What you should do: Return every line of the data that contains the string "TokenClaims".

Stored data:
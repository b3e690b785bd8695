//! Azure AD token acquisition: refresh-token grant (silent) and the
//! device-code flow (interactive).

use anyhow::Result;
use base64::{engine::general_purpose::URL_SAFE_NO_PAD, Engine as _};
use futures::future::BoxFuture;
use oauth2::{
    basic::BasicClient, AuthUrl, ClientId, DeviceAuthorizationUrl, RedirectUrl, RefreshToken,
    Scope, StandardDeviceAuthorizationResponse, TokenResponse, TokenUrl,
};
use serde::Deserialize;

use super::tokens::CachedAccount;
use super::AuthError;
use crate::config::Settings;

/// Outcome of one provider grant: the token plus whatever session material
/// came back with it.
#[derive(Debug, Clone)]
pub struct ProviderGrant {
    pub access_token: String,
    pub expires_in: Option<u64>,
    pub refresh_token: Option<String>,
    pub account: Option<CachedAccount>,
}

/// The identity-provider seam. The broker only ever talks to this trait, so
/// tests can substitute a recording mock.
pub trait TokenProvider: Send + Sync {
    /// Redeem the cached refresh token for `scopes` without user interaction.
    fn acquire_silent<'a>(
        &'a self,
        refresh_token: Option<&'a str>,
        scopes: &'a [String],
    ) -> BoxFuture<'a, Result<ProviderGrant, AuthError>>;

    /// Run the interactive login flow for `scopes`.
    fn acquire_interactive<'a>(
        &'a self,
        scopes: &'a [String],
    ) -> BoxFuture<'a, Result<ProviderGrant, AuthError>>;
}

/// Azure AD v2.0 endpoints behind the oauth2 crate.
pub struct AzureAdProvider {
    client: BasicClient,
}

impl AzureAdProvider {
    pub fn new(settings: &Settings) -> Result<Self> {
        let auth_url = AuthUrl::new(format!(
            "https://login.microsoftonline.com/{}/oauth2/v2.0/authorize",
            settings.tenant_id
        ))?;
        let token_url = TokenUrl::new(format!(
            "https://login.microsoftonline.com/{}/oauth2/v2.0/token",
            settings.tenant_id
        ))?;
        let device_url = DeviceAuthorizationUrl::new(format!(
            "https://login.microsoftonline.com/{}/oauth2/v2.0/devicecode",
            settings.tenant_id
        ))?;
        let redirect_url = RedirectUrl::new(settings.redirect_uri.clone())?;

        let client = BasicClient::new(
            ClientId::new(settings.client_id.clone()),
            None,
            auth_url,
            Some(token_url),
        )
        .set_device_authorization_url(device_url)
        .set_redirect_uri(redirect_url);

        Ok(Self { client })
    }
}

impl TokenProvider for AzureAdProvider {
    fn acquire_silent<'a>(
        &'a self,
        refresh_token: Option<&'a str>,
        scopes: &'a [String],
    ) -> BoxFuture<'a, Result<ProviderGrant, AuthError>> {
        Box::pin(async move {
            let refresh_token = refresh_token.ok_or(AuthError::NoAccount)?;
            let refresh_token = RefreshToken::new(refresh_token.to_string());

            let mut request = self.client.exchange_refresh_token(&refresh_token);
            for scope in scopes {
                request = request.add_scope(Scope::new(scope.clone()));
            }
            request = request.add_scope(Scope::new("offline_access".to_string()));

            let response = request
                .request_async(oauth2::reqwest::async_http_client)
                .await
                .map_err(|e| {
                    AuthError::Provider(
                        anyhow::Error::new(e).context("refresh token exchange failed"),
                    )
                })?;

            Ok(grant_from(
                response.access_token().secret(),
                response.expires_in().map(|d| d.as_secs()),
                response.refresh_token().map(|rt| rt.secret().clone()),
            ))
        })
    }

    fn acquire_interactive<'a>(
        &'a self,
        scopes: &'a [String],
    ) -> BoxFuture<'a, Result<ProviderGrant, AuthError>> {
        Box::pin(async move {
            tracing::info!("Initiating device code flow...");

            let mut request = self.client.exchange_device_code().map_err(|e| {
                AuthError::Provider(anyhow::Error::new(e).context("device code setup failed"))
            })?;
            for scope in scopes {
                request = request.add_scope(Scope::new(scope.clone()));
            }
            request = request.add_scope(Scope::new("offline_access".to_string()));

            let device_auth: StandardDeviceAuthorizationResponse = request
                .request_async(oauth2::reqwest::async_http_client)
                .await
                .map_err(|e| {
                    AuthError::Provider(
                        anyhow::Error::new(e).context("failed to request device code"),
                    )
                })?;

            println!();
            println!("To sign in, visit: {}", device_auth.verification_uri().as_str());
            println!("Enter code:        {}", device_auth.user_code().secret());
            println!();

            tracing::info!("Waiting for authentication...");

            let response = self
                .client
                .exchange_device_access_token(&device_auth)
                .request_async(oauth2::reqwest::async_http_client, tokio::time::sleep, None)
                .await
                .map_err(|e| {
                    AuthError::Provider(
                        anyhow::Error::new(e).context("device code exchange failed"),
                    )
                })?;

            Ok(grant_from(
                response.access_token().secret(),
                response.expires_in().map(|d| d.as_secs()),
                response.refresh_token().map(|rt| rt.secret().clone()),
            ))
        })
    }
}

fn grant_from(
    access_token: &str,
    expires_in: Option<u64>,
    refresh_token: Option<String>,
) -> ProviderGrant {
    ProviderGrant {
        access_token: access_token.to_string(),
        expires_in,
        refresh_token,
        account: account_from_claims(access_token),
    }
}

#[derive(Deserialize)]
struct TokenClaims {
    oid: Option<String>,
    name: Option<String>,
    preferred_username: Option<String>,
    upn: Option<String>,
}

/// Reads the account identity out of the access token's JWT claims.
/// Display-only; the token is never validated here.
fn account_from_claims(access_token: &str) -> Option<CachedAccount> {
    let payload = access_token.split('.').nth(1)?;
    let decoded = URL_SAFE_NO_PAD.decode(payload).ok()?;
    let claims: TokenClaims = serde_json::from_slice(&decoded).ok()?;

    let id = claims.oid?;
    let username = claims.preferred_username.or(claims.upn).or(claims.name);
    Some(CachedAccount { id, username })
}

#[cfg(test)]
mod tests {
    use super::*;

    fn fake_jwt(payload: &str) -> String {
        format!(
            "{}.{}.{}",
            URL_SAFE_NO_PAD.encode(r#"{"alg":"RS256"}"#),
            URL_SAFE_NO_PAD.encode(payload),
            URL_SAFE_NO_PAD.encode("sig")
        )
    }

    #[test]
    fn test_account_from_claims() {
        let token = fake_jwt(
            r#"{"oid":"11111111-2222-3333-4444-555555555555","preferred_username":"it@contoso.com","name":"IT Admin"}"#,
        );
        let account = account_from_claims(&token).unwrap();
        assert_eq!(account.id, "11111111-2222-3333-4444-555555555555");
        assert_eq!(account.username.as_deref(), Some("it@contoso.com"));
    }

    #[test]
    fn test_account_requires_object_id() {
        let token = fake_jwt(r#"{"name":"IT Admin"}"#);
        assert!(account_from_claims(&token).is_none());
    }

    #[test]
    fn test_opaque_token_yields_no_account() {
        assert!(account_from_claims("not-a-jwt").is_none());
        assert!(account_from_claims("").is_none());
    }
}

Result for this task:
struct TokenClaims {
    let claims: TokenClaims = serde_json::from_slice(&decoded).ok()?;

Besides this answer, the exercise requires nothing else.